En revanche, les prestations des deux solistes furent nettement plus inégales, Ed Lyon révélant un chant instable, peu à l'aise dans les ornements et les coloratures, flageolant dans les aigus poussifs, souvent recouvert par l'orchestre comme pendant le "When Nature underneath a heap". Il y a des soirs "sans"… Au contraire, Sophie Daneman a fait preuve d'élégance et de musicalité, soignant l'intelligibilité de la diction. Comme à l'accoutumée, l'émission est un peu confidentielle, l'ensemble plus charmant que spectaculaire. Et si le timbre s'est peu à peu durci, il a conservé sa mutine clarté.

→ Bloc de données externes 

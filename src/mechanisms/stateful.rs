//! Memoizing wrapper: identical inputs anonymize identically

use super::Mechanism;
use crate::domain::Result;
use std::collections::HashMap;

/// Remembers every output of the wrapped mechanism
///
/// On a cache hit the wrapped mechanism is not called at all, so side effects such
/// as a pseudonym counter do not advance. The cache is unbounded and lives as long
/// as the wrapper.
#[derive(Debug)]
pub struct Stateful<M> {
    inner: M,
    cache: HashMap<String, String>,
}

impl<M: Mechanism> Stateful<M> {
    pub fn new(inner: M) -> Self {
        Self {
            inner,
            cache: HashMap::new(),
        }
    }

    /// Number of distinct inputs seen so far
    pub fn cache_len(&self) -> usize {
        self.cache.len()
    }

    pub fn inner(&self) -> &M {
        &self.inner
    }
}

impl<M: Mechanism> Mechanism for Stateful<M> {
    fn anonymize(&mut self, input: &str) -> Result<String> {
        if let Some(output) = self.cache.get(input) {
            tracing::trace!(mechanism = self.inner.kind(), cache_hit = true, "Memoized");
            return Ok(output.clone());
        }

        let output = self.inner.anonymize(input)?;
        self.cache.insert(input.to_string(), output.clone());
        tracing::trace!(mechanism = self.inner.kind(), cache_hit = false, "Memoized");
        Ok(output)
    }

    fn kind(&self) -> &'static str {
        self.inner.kind()
    }
}

#[cfg(test)]
mod tests {
    use super::*;
    use crate::domain::AnonymizerError;
    use crate::mechanisms::{LaplaceNoise, Pseudonymization};
    use rand::rngs::StdRng;
    use rand::SeedableRng;

    #[test]
    fn test_cache_hit_does_not_advance_counter() {
        let mut mechanism = Stateful::new(Pseudonymization::new("Bar {}", 1).unwrap());
        assert_eq!(mechanism.anonymize("Gamma").unwrap(), "Bar 1");
        assert_eq!(mechanism.anonymize("Gamma").unwrap(), "Bar 1");
        assert_eq!(mechanism.inner().counter(), 2);

        assert_eq!(mechanism.anonymize("Delta").unwrap(), "Bar 2");
        assert_eq!(mechanism.inner().counter(), 3);
        assert_eq!(mechanism.cache_len(), 2);
    }

    #[test]
    fn test_random_mechanism_becomes_consistent() {
        let noise = LaplaceNoise::new(1.0, 1.0)
            .unwrap()
            .with_rng(StdRng::seed_from_u64(3));
        let mut mechanism = Stateful::new(noise);
        let first = mechanism.anonymize("10").unwrap();
        for _ in 0..5 {
            assert_eq!(mechanism.anonymize("10").unwrap(), first);
        }
        assert_ne!(mechanism.anonymize("11").unwrap(), first);
    }

    #[test]
    fn test_errors_are_not_cached() {
        let noise = LaplaceNoise::new(1.0, 1.0).unwrap();
        let mut mechanism = Stateful::new(noise);
        assert!(matches!(
            mechanism.anonymize("abc"),
            Err(AnonymizerError::InvalidInput(_))
        ));
        assert_eq!(mechanism.cache_len(), 0);
    }

    #[test]
    fn test_kind_delegates() {
        let mechanism = Stateful::new(Pseudonymization::new("{}", 1).unwrap());
        assert_eq!(mechanism.kind(), "pseudonymization");
    }
}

A cela s'ajoute le fait que le livret allégorique de l'Ode a accentué l'impression de voir défiler une succession de jolis airs sans grande cohésion.

La soirée s'acheva sur "Zadok the Priest" donné en bis à la demande générale, et où les quelques défauts d'intonation n'avaient d'égal que l'enthousiasme débordant et communicatif des Arts Flo. Pour un peu, emporté par ce chœur si expressif, nous nous serions joints à ces majestueuses clameurs, beuglant à tue-tête "God save the King, long live the King, may the King live for ever !". Heureusement pour les oreilles du public, nous nous sommes retenus.